The last time I worked on my novel was…

I don’t know.

We don’t have time for me to tell you the whole story, but I turned up sick on October 9, 2020 and haven’t been back to my old self since. I’m better, but I have good days and bad days and too many doctor appointments as I work through what’s going on and how to treat my issues. (No, it’s not Covid.)

But whether it lasts days, months, or years, nearly every writer has had their plans interrupted by illness. How can you still make progress when you don’t feel well? Here are a few ways to keep moving forward.

Take Care of Yourself

Taking a break and caring for your health may seem like stagnation of your writing plans. However, it’s actually moving forward, because if you don’t care for yourself, you’ll get less done in the end.

At times, I’ve felt bad, tried to push through, and ended up spending three hours completing a task that would have taken an hour if I’d only waited until I felt better. I understand the frustration of wanting to get things done, but it’s vital to work smart when you don’t have full energy reserves.

Your best option may be to set your manuscript aside and spend time in the fresh air, grab a nap, or take an Epsom salt bath. Prioritize feeling better so that you’ll have the energy and focus to work on your book when you can.

Study Your Craft

If you can’t work on your book, read someone else’s. Or watch movies or TV series, noting story structure, great dialogue, and setting details. Take a Masterclass or a writing class online. Read blog posts about writing (WITS has a lot of great content!).

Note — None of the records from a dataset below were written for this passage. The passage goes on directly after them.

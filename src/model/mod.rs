//! Shared data model for the counters pipeline.
//!
//! Counter sets are mutable, session-keyed records owned by the
//! aggregation engine; everything handed to downstream consumers is a
//! detached clone bundled into a [`Snapshot`].

use std::collections::BTreeMap;

/// Channel prefix used by in-process streams. Channels starting with this
/// prefix are normalized down to the bare prefix before keying, since the
/// transport appends allocation parameters that vary per endpoint.
pub const IPC_CHANNEL_PREFIX: &str = "ipc://local";

/// Normalize a raw channel string for use as an identity component.
///
/// Strips any trailing `|`-delimited tag and collapses in-process
/// channels down to [`IPC_CHANNEL_PREFIX`]. The normalized text is
/// appended to `out`, which is cleared first.
pub fn normalize_channel(raw: &str, out: &mut String) {
    out.clear();
    let stripped = match raw.find('|') {
        Some(idx) => &raw[..idx],
        None => raw,
    };
    if stripped.starts_with(IPC_CHANNEL_PREFIX) {
        out.push_str(IPC_CHANNEL_PREFIX);
    } else {
        out.push_str(stripped);
    }
}

/// Identity of one participant (publisher or subscriber endpoint) within
/// a single monitored process. Ordered so that repositories iterate
/// deterministically.
#[derive(Debug, Clone, PartialEq, Eq, Hash, PartialOrd, Ord)]
pub struct SessionKey {
    pub channel: String,
    pub session_id: i32,
    pub stream_id: i32,
}

impl SessionKey {
    pub fn new(channel: impl Into<String>, session_id: i32, stream_id: i32) -> Self {
        Self {
            channel: channel.into(),
            session_id,
            stream_id,
        }
    }
}

/// Identity of one participant across monitored contexts.
#[derive(Debug, Clone, PartialEq, Eq, Hash)]
pub struct ChannelSessionKey {
    pub context: String,
    pub channel: String,
    pub stream_id: i32,
    pub session_id: i32,
}

impl ChannelSessionKey {
    pub fn new(
        context: impl Into<String>,
        channel: impl Into<String>,
        stream_id: i32,
        session_id: i32,
    ) -> Self {
        Self {
            context: context.into(),
            channel: channel.into(),
            stream_id,
            session_id,
        }
    }
}

/// Identity of one logical stream, regardless of session or context.
#[derive(Debug, Clone, PartialEq, Eq, Hash)]
pub struct StreamKey {
    pub channel: String,
    pub stream_id: i32,
}

impl StreamKey {
    pub fn new(channel: impl Into<String>, stream_id: i32) -> Self {
        Self {
            channel: channel.into(),
            stream_id,
        }
    }
}

/// Counters associated with one publisher session.
///
/// Fields default to zero until the first matching counter is observed;
/// the record is mutated field-by-field as slots are scanned.
#[derive(Debug, Default, Clone, PartialEq, Eq)]
pub struct PublisherCounters {
    pub channel: String,
    pub session_id: i32,
    pub stream_id: i32,
    pub publisher_position: i64,
    pub publisher_limit: i64,
    pub sender_position: i64,
    pub sender_limit: i64,
    pub back_pressure_events: i64,
}

impl PublisherCounters {
    /// Fresh record for the given identity.
    pub fn new(channel: impl Into<String>, session_id: i32, stream_id: i32) -> Self {
        Self {
            channel: channel.into(),
            session_id,
            stream_id,
            ..Self::default()
        }
    }

    /// Term buffer space still available to the publisher.
    pub fn publisher_buffer_remaining(&self) -> i64 {
        self.publisher_limit - self.publisher_position
    }

    /// Bytes written by the publisher but not yet passed to the sender.
    pub fn buffered(&self) -> i64 {
        (self.publisher_position - self.sender_position).max(0)
    }

    pub fn session_key(&self) -> SessionKey {
        SessionKey::new(self.channel.clone(), self.session_id, self.stream_id)
    }
}

/// Counters associated with one subscriber-side endpoint.
///
/// A single stream may be consumed by several local subscriptions at
/// once; each is tracked independently under its registration id.
#[derive(Debug, Default, Clone, PartialEq, Eq)]
pub struct SubscriberCounters {
    pub channel: String,
    pub session_id: i32,
    pub stream_id: i32,
    pub receiver_position: i64,
    pub receiver_high_water_mark: i64,
    pub subscriber_positions: BTreeMap<i64, i64>,
}

impl SubscriberCounters {
    /// Fresh record for the given identity. Any registration entries from
    /// a previous incarnation of this identity are gone by construction.
    pub fn new(channel: impl Into<String>, session_id: i32, stream_id: i32) -> Self {
        Self {
            channel: channel.into(),
            session_id,
            stream_id,
            ..Self::default()
        }
    }

    /// Record the position of one local subscription.
    pub fn set_subscriber_position(&mut self, registration_id: i64, position: i64) {
        self.subscriber_positions.insert(registration_id, position);
    }

    /// Number of local subscriptions observed for this endpoint.
    pub fn subscriber_count(&self) -> usize {
        self.subscriber_positions.len()
    }

    /// Bytes received out-of-order and not yet contiguous.
    pub fn incomplete_data(&self) -> i64 {
        (self.receiver_high_water_mark - self.receiver_position).max(0)
    }

    /// Bytes sent by the given publisher but not yet seen here.
    pub fn inflight(&self, publisher: &PublisherCounters) -> i64 {
        (self.receiver_high_water_mark - publisher.sender_position).max(0)
    }

    pub fn session_key(&self) -> SessionKey {
        SessionKey::new(self.channel.clone(), self.session_id, self.stream_id)
    }
}

/// Process-wide counters for one monitored context. Overwritten, not
/// accumulated, on every observation.
#[derive(Debug, Default, Clone, Copy, PartialEq, Eq)]
pub struct SystemCounters {
    pub bytes_sent: i64,
    pub bytes_received: i64,
    pub naks_sent: i64,
    pub naks_received: i64,
    pub errors: i64,
    pub client_timeouts: i64,
}

/// One immutable bundle of aggregated counters for one scan batch.
///
/// All contained records are detached clones; nothing here aliases the
/// aggregation engine's live state.
#[derive(Debug, Clone, PartialEq, Eq)]
pub struct Snapshot {
    pub context: String,
    pub timestamp_ms: i64,
    pub publishers: Vec<PublisherCounters>,
    pub subscribers: Vec<SubscriberCounters>,
    pub system: SystemCounters,
}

When my mind tuned out of my book, I tuned into Netflix, Amazon Prime, and audiobooks, sampling shows and books that made for wonderful entertainment and learning experiences.

While you’re having to take it easy, pick up some great lessons that you can later use to write or edit your novel.

Write Short

Divide your work periods into shorter segments. You may not be able to sit for hours and work on your book, but maybe you can do a scene a day or a set word count. Perhaps what you can accomplish is a blog post, a blurb, or an outline.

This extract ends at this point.